Der in Estland geborene Pärt entwickelte seinen charakteristischen Tintinnabuli-Stil während seiner jahrzehntelangen Zeit in Berlin. Viele seiner bekanntesten Werke, darunter Für Alina, Tabula Rasa und Spiegel im Spiegel, entstanden in dieser Phase. Seine minimalistische, doch zutiefst ausdrucksstarke Musik wird seitdem von führenden Orchestern und Musikern weltweit aufgeführt.
Die Jury der Goethe-Medaille bezeichnete Pärt als eine prägende Stimme der modernen Komposition. Sein einzigartiger Klang, oft verwurzelt in sakralen und meditativen Themen, hat Publikum unterschiedlicher Kulturen verbunden. Im vergangenen Jahr wurde sein 90. Geburtstag mit Konzerten auf der ganzen Welt gefeiert – ein Beweis für seine anhaltende Strahlkraft.
Pärts langjährige Zusammenarbeit mit dem ECM-Produzenten Manfred Eicher trug maßgeblich dazu bei, seine Musik einem breiten Publikum zugänglich zu machen. Ihre Aufnahmen bleiben ein zentraler Bestandteil seines Vermächtnisses und verbinden Schlichtheit mit emotionaler Tiefe.

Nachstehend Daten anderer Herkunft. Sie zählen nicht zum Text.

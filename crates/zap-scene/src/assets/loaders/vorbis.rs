//! Ogg Vorbis decoder.
//!
//! Decodes the whole stream up front into the same planar layout the WAV
//! decoder produces.

use std::io::Cursor;

use lewton::inside_ogg::OggStreamReader;

use crate::assets::asset::{AssetKind, LoadOptions};
use crate::assets::loader::{LoadContext, Loader};
use crate::error::Result;
use crate::resources::Sound;

const OGG_MAGIC: &[u8] = b"OggS";

/// Split interleaved 16-bit samples into one normalized buffer per channel.
fn deinterleave(interleaved: &[i16], channels: u16) -> Vec<Vec<f32>> {
    let stride = usize::from(channels.max(1));
    (0..stride)
        .map(|channel| {
            interleaved
                .iter()
                .skip(channel)
                .step_by(stride)
                .map(|&s| f32::from(s) / 32767.0)
                .collect()
        })
        .collect()
}

pub fn decode_vorbis(data: &[u8]) -> Result<Sound> {
    let mut reader = OggStreamReader::new(Cursor::new(data))?;
    let channels = u16::from(reader.ident_hdr.audio_channels);
    let sample_rate = reader.ident_hdr.audio_sample_rate;

    let mut interleaved = Vec::new();
    while let Some(packet) = reader.read_dec_packet_itl()? {
        interleaved.extend_from_slice(&packet);
    }

    Ok(Sound {
        sample_rate,
        channels,
        samples: deinterleave(&interleaved, channels),
    })
}

#[derive(Debug, Default)]
pub struct VorbisLoader;

impl Loader for VorbisLoader {
    fn kind(&self) -> AssetKind {
        AssetKind::Sound
    }

    fn accepts(&self, data: &[u8]) -> bool {
        data.starts_with(OGG_MAGIC)
    }

    fn load(&self, ctx: &mut LoadContext<'_>, name: &str, data: &[u8], _options: LoadOptions) -> Result<()> {
        let sound = decode_vorbis(data)?;
        log::debug!(
            "{}: {} Hz, {} channels, {} frames",
            name,
            sound.sample_rate,
            sound.channels,
            sound.frame_count()
        );
        ctx.bundle.set_sound(name, sound);
        Ok(())
    }
}

#[cfg(test)]
mod tests {
    use super::*;
    use std::rc::Rc;

    use crate::api::config::CacheConfig;
    use crate::assets::bundle::Bundle;
    use crate::assets::cache::Cache;
    use crate::assets::fs::MemoryFileSystem;
    use crate::assets::loaders::wave::tests::wav_bytes;
    use crate::error::LoadError;
    use crate::renderer::headless::HeadlessRenderer;

    #[test]
    fn stereo_packets_are_split_per_channel() {
        let planar = deinterleave(&[32767, -100, 0, 200], 2);
        assert_eq!(planar.len(), 2);
        assert!((planar[0][0] - 1.0).abs() < 1e-6);
        assert!(planar[0][1].abs() < 1e-6);
        assert!((planar[1][0] + 100.0 / 32767.0).abs() < 1e-6);
        assert!((planar[1][1] - 200.0 / 32767.0).abs() < 1e-6);
    }

    #[test]
    fn only_ogg_streams_are_accepted() {
        assert!(VorbisLoader.accepts(b"OggS\0\x02"));
        assert!(!VorbisLoader.accepts(b"RIFF"));
        assert!(!VorbisLoader.accepts(b""));
    }

    #[test]
    fn wav_files_still_reach_the_wave_loader() {
        crate::test_log();
        let cache = Cache::with_default_loaders(CacheConfig::default());
        let fs = MemoryFileSystem::new().with_file("beep.wav", wav_bytes(1, 1, 8000, 8, &[128, 255]));
        let bundle = Bundle::new(&cache, Rc::new(fs));
        let mut renderer = HeadlessRenderer::new();
        bundle
            .load_asset(&mut renderer, AssetKind::Sound, "beep", "beep.wav", LoadOptions::default())
            .unwrap();
        assert_eq!(cache.with_sound("beep", |s| s.frame_count()), Some(2));
    }

    #[test]
    fn broken_ogg_is_rejected() {
        let cache = Cache::with_default_loaders(CacheConfig::default());
        let mut junk = OGG_MAGIC.to_vec();
        junk.extend_from_slice(&[0u8; 60]);
        let bundle = Bundle::new(&cache, Rc::new(MemoryFileSystem::new().with_file("bad.ogg", junk)));
        let mut renderer = HeadlessRenderer::new();
        let err = bundle
            .load_asset(&mut renderer, AssetKind::Sound, "bad", "bad.ogg", LoadOptions::default())
            .unwrap_err();
        match err {
            LoadError::Asset { source, .. } => assert!(matches!(*source, LoadError::Vorbis(_))),
            other => panic!("unexpected error {other:?}"),
        }
        assert!(!cache.has_sound("bad"));
    }
}
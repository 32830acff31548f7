//! TexturePacker JSON (array export) sprite sheet loader.

use std::collections::HashMap;

use glam::{Vec2, Vec3};
use serde::Deserialize;

use crate::assets::asset::{AssetKind, LoadOptions};
use crate::assets::loader::{LoadContext, Loader};
use crate::core::geometry::Rect;
use crate::error::{LoadError, Result};
use crate::renderer::traits::BlendMode;
use crate::renderer::vertex::Vertex;
use crate::resources::sprite_data::final_offset;
use crate::resources::{SpriteAnimation, SpriteData, SpriteFrame};

#[derive(Debug, Deserialize)]
struct RawSheet {
    meta: Option<RawMeta>,
    frames: Option<Vec<RawFrame>>,
}

#[derive(Debug, Deserialize)]
struct RawMeta {
    image: Option<String>,
}

#[derive(Debug, Clone, Copy, Deserialize)]
struct RawRect {
    x: f32,
    y: f32,
    w: f32,
    h: f32,
}

#[derive(Debug, Clone, Copy, Deserialize)]
struct RawSize {
    w: f32,
    h: f32,
}

#[derive(Debug, Clone, Copy, Deserialize)]
struct RawPoint {
    x: f32,
    y: f32,
}

impl Default for RawPoint {
    fn default() -> Self {
        Self { x: 0.5, y: 0.5 }
    }
}

impl From<RawPoint> for Vec2 {
    fn from(p: RawPoint) -> Self {
        Vec2::new(p.x, p.y)
    }
}

#[derive(Debug, Deserialize)]
#[serde(rename_all = "camelCase")]
struct RawFrame {
    filename: String,
    frame: RawRect,
    source_size: RawSize,
    sprite_source_size: RawPoint,
    #[serde(default)]
    pivot: RawPoint,
    #[serde(default)]
    rotated: bool,
    vertices: Option<Vec<[f32; 2]>>,
    #[serde(rename = "verticesUV")]
    vertices_uv: Option<Vec<[f32; 2]>>,
    triangles: Option<Vec<Vec<u16>>>,
}

impl RawFrame {
    fn into_frame(self, texture_size: Vec2) -> Result<SpriteFrame> {
        let frame = Rect::new(self.frame.x, self.frame.y, self.frame.w, self.frame.h);
        let source_size = Vec2::new(self.source_size.w, self.source_size.h);
        let source_offset = Vec2::from(self.sprite_source_size);
        let pivot = Vec2::from(self.pivot);

        match (self.vertices, self.vertices_uv, self.triangles) {
            (Some(positions), Some(uvs), Some(triangles)) => {
                if positions.len() != uvs.len() {
                    return Err(LoadError::InvalidValue {
                        field: "verticesUV",
                        value: format!("{} entries for {} vertices", uvs.len(), positions.len()),
                    });
                }
                // exported clockwise; flip to counter-clockwise
                let mut indices: Vec<u16> = triangles.into_iter().flatten().collect();
                indices.reverse();
                if let Some(&bad) = indices.iter().find(|&&i| usize::from(i) >= positions.len()) {
                    return Err(LoadError::InvalidValue {
                        field: "triangles",
                        value: bad.to_string(),
                    });
                }

                let offset = final_offset(frame.size, source_size, source_offset, pivot);
                let vertices = positions
                    .iter()
                    .zip(&uvs)
                    .map(|(p, uv)| {
                        Vertex::sprite(
                            Vec3::new(p[0] + offset.x, -p[1] - offset.y, 0.0),
                            Vec2::from_array(*uv) / texture_size,
                        )
                    })
                    .collect();
                Ok(SpriteFrame::from_mesh(self.filename, indices, vertices))
            }
            _ => Ok(SpriteFrame::from_rect(
                self.filename,
                texture_size,
                frame,
                self.rotated,
                source_size,
                source_offset,
                pivot,
            )),
        }
    }
}

#[derive(Debug, Default)]
pub struct SpriteLoader;

impl Loader for SpriteLoader {
    fn kind(&self) -> AssetKind {
        AssetKind::Sprite
    }

    fn load(&self, ctx: &mut LoadContext<'_>, name: &str, data: &[u8], options: LoadOptions) -> Result<()> {
        let sheet: RawSheet = serde_json::from_slice(data)?;
        let image = sheet
            .meta
            .and_then(|m| m.image)
            .ok_or(LoadError::MissingField("meta.image"))?;
        let raw_frames = sheet.frames.ok_or(LoadError::MissingField("frames"))?;

        let texture = match ctx.cache.texture(&image) {
            Some(texture) => texture,
            None => {
                ctx.load_dependency(AssetKind::Image, &image, &image, options)?;
                ctx.cache
                    .texture(&image)
                    .ok_or_else(|| LoadError::MissingTexture(image.clone()))?
            }
        };
        let texture_size = texture.size().as_vec2();

        let frames = raw_frames
            .into_iter()
            .map(|f| f.into_frame(texture_size))
            .collect::<Result<Vec<_>>>()?;

        let mut animations = HashMap::new();
        animations.insert(
            String::new(),
            SpriteAnimation {
                frames,
                ..SpriteAnimation::default()
            },
        );
        ctx.bundle.set_sprite_data(
            name,
            SpriteData {
                texture: Some(texture),
                animations,
                blend_mode: BlendMode::Alpha,
                shader: None,
            },
        );
        Ok(())
    }
}
#[cfg(test)]
mod tests {
    use super::*;
    use crate::api::config::CacheConfig;
    use crate::assets::fs::MemoryFileSystem;
    use crate::assets::loader::Loader;
    use crate::renderer::headless::HeadlessRenderer;

    /// Stores the file length as a one-channel sound; rejects empty files.
    struct LengthLoader;

    impl Loader for LengthLoader {
        fn kind(&self) -> AssetKind {
            AssetKind::Sound
        }

        fn load(&self, ctx: &mut LoadContext<'_>, name: &str, data: &[u8], _: LoadOptions) -> Result<()> {
            if data.is_empty() {
                return Err(LoadError::MissingField("data"));
            }
            ctx.bundle.set_sound(
                name,
                Sound {
                    sample_rate: data.len() as u32,
                    channels: 1,
                    samples: vec![Vec::new()],
                },
            );
            Ok(())
        }
    }

    fn setup(policy: BatchPolicy) -> (Cache, Bundle) {
        let cache = Cache::new(CacheConfig {
            batch_policy: policy,
            ..Default::default()
        });
        cache.add_loader(Rc::new(LengthLoader));
        let fs = MemoryFileSystem::new()
            .with_file("a.snd", vec![1u8, 2, 3])
            .with_file("empty.snd", Vec::<u8>::new());
        let bundle = Bundle::new(&cache, Rc::new(fs));
        (cache, bundle)
    }

    #[test]
    fn load_asset_registers_result() {
        let (cache, bundle) = setup(BatchPolicy::AbortOnFirst);
        let mut renderer = HeadlessRenderer::new();
        bundle
            .load_asset(&mut renderer, AssetKind::Sound, "a", "a.snd", LoadOptions::default())
            .unwrap();
        assert_eq!(bundle.sound("a").unwrap().sample_rate, 3);
        assert_eq!(cache.with_sound("a", |s| s.sample_rate), Some(3));
    }

    #[test]
    fn missing_file_is_io_error() {
        let (_cache, bundle) = setup(BatchPolicy::AbortOnFirst);
        let mut renderer = HeadlessRenderer::new();
        let err = bundle
            .load_asset(&mut renderer, AssetKind::Sound, "x", "x.snd", LoadOptions::default())
            .unwrap_err();
        assert!(matches!(err, LoadError::Io { .. }));
    }

    #[test]
    fn missing_loader_is_reported() {
        let (_cache, bundle) = setup(BatchPolicy::AbortOnFirst);
        let mut renderer = HeadlessRenderer::new();
        let err = bundle
            .load_asset(&mut renderer, AssetKind::Cue, "a", "a.snd", LoadOptions::default())
            .unwrap_err();
        assert!(matches!(err, LoadError::NoLoader { kind: AssetKind::Cue, .. }));
    }

    #[test]
    fn loader_failure_is_wrapped() {
        let (_cache, bundle) = setup(BatchPolicy::AbortOnFirst);
        let mut renderer = HeadlessRenderer::new();
        let err = bundle
            .load_asset(&mut renderer, AssetKind::Sound, "e", "empty.snd", LoadOptions::default())
            .unwrap_err();
        match err {
            LoadError::Asset { filename, source } => {
                assert_eq!(filename, "empty.snd");
                assert!(matches!(*source, LoadError::MissingField("data")));
            }
            other => panic!("unexpected error {other:?}"),
        }
        assert!(bundle.sound("e").is_none());
    }

    #[test]
    fn abort_on_first_stops_batch() {
        let (_cache, bundle) = setup(BatchPolicy::AbortOnFirst);
        let mut renderer = HeadlessRenderer::new();
        let assets = [
            Asset::new(AssetKind::Sound, "empty.snd"),
            Asset::new(AssetKind::Sound, "a.snd"),
        ];
        assert!(matches!(
            bundle.load_assets(&mut renderer, &assets),
            Err(LoadError::Asset { .. })
        ));
        assert!(bundle.sound("a.snd").is_none());
    }

    #[test]
    fn collect_all_keeps_going() {
        let (_cache, bundle) = setup(BatchPolicy::CollectAll);
        let mut renderer = HeadlessRenderer::new();
        let assets = [
            Asset::new(AssetKind::Sound, "empty.snd"),
            Asset::new(AssetKind::Sound, "missing.snd"),
            Asset::new(AssetKind::Sound, "a.snd"),
        ];
        match bundle.load_assets(&mut renderer, &assets) {
            Err(LoadError::Batch(errors)) => assert_eq!(errors.len(), 2),
            other => panic!("unexpected result {other:?}"),
        }
        assert!(bundle.sound("a.snd").is_some());
    }

    #[test]
    fn release_clears_one_kind() {
        let (_cache, bundle) = setup(BatchPolicy::AbortOnFirst);
        let mut renderer = HeadlessRenderer::new();
        bundle
            .load_asset(&mut renderer, AssetKind::Sound, "a", "a.snd", LoadOptions::default())
            .unwrap();
        bundle.set_cue("c", Cue::default());
        bundle.release_sounds();
        assert!(bundle.sound("a").is_none());
        assert!(bundle.cue("c").is_some());
    }

    #[test]
    fn manifest_with_unknown_kind_fails() {
        let cache = Cache::default();
        let fs = MemoryFileSystem::new().with_file(
            "bundle.json",
            r#"{ "assets": [ { "filename": "a.snd", "type": 99 } ] }"#,
        );
        let bundle = Bundle::new(&cache, Rc::new(fs));
        let mut renderer = HeadlessRenderer::new();
        assert!(matches!(
            bundle.load_manifest(&mut renderer, "bundle.json"),
            Err(LoadError::UnknownAssetKind(99))
        ));
    }
}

Die Preisverleihung in Weimar markiert einen weiteren Meilenstein in Pärts herausragender Karriere. Seine Kompositionen werden weiterhin international aufgeführt und festigen seinen Ruf als einen der einflussreichsten Komponisten unserer Zeit. Die Goethe-Medaille unterstreicht zudem seine bleibende Wirkung auf Musik und Kultur.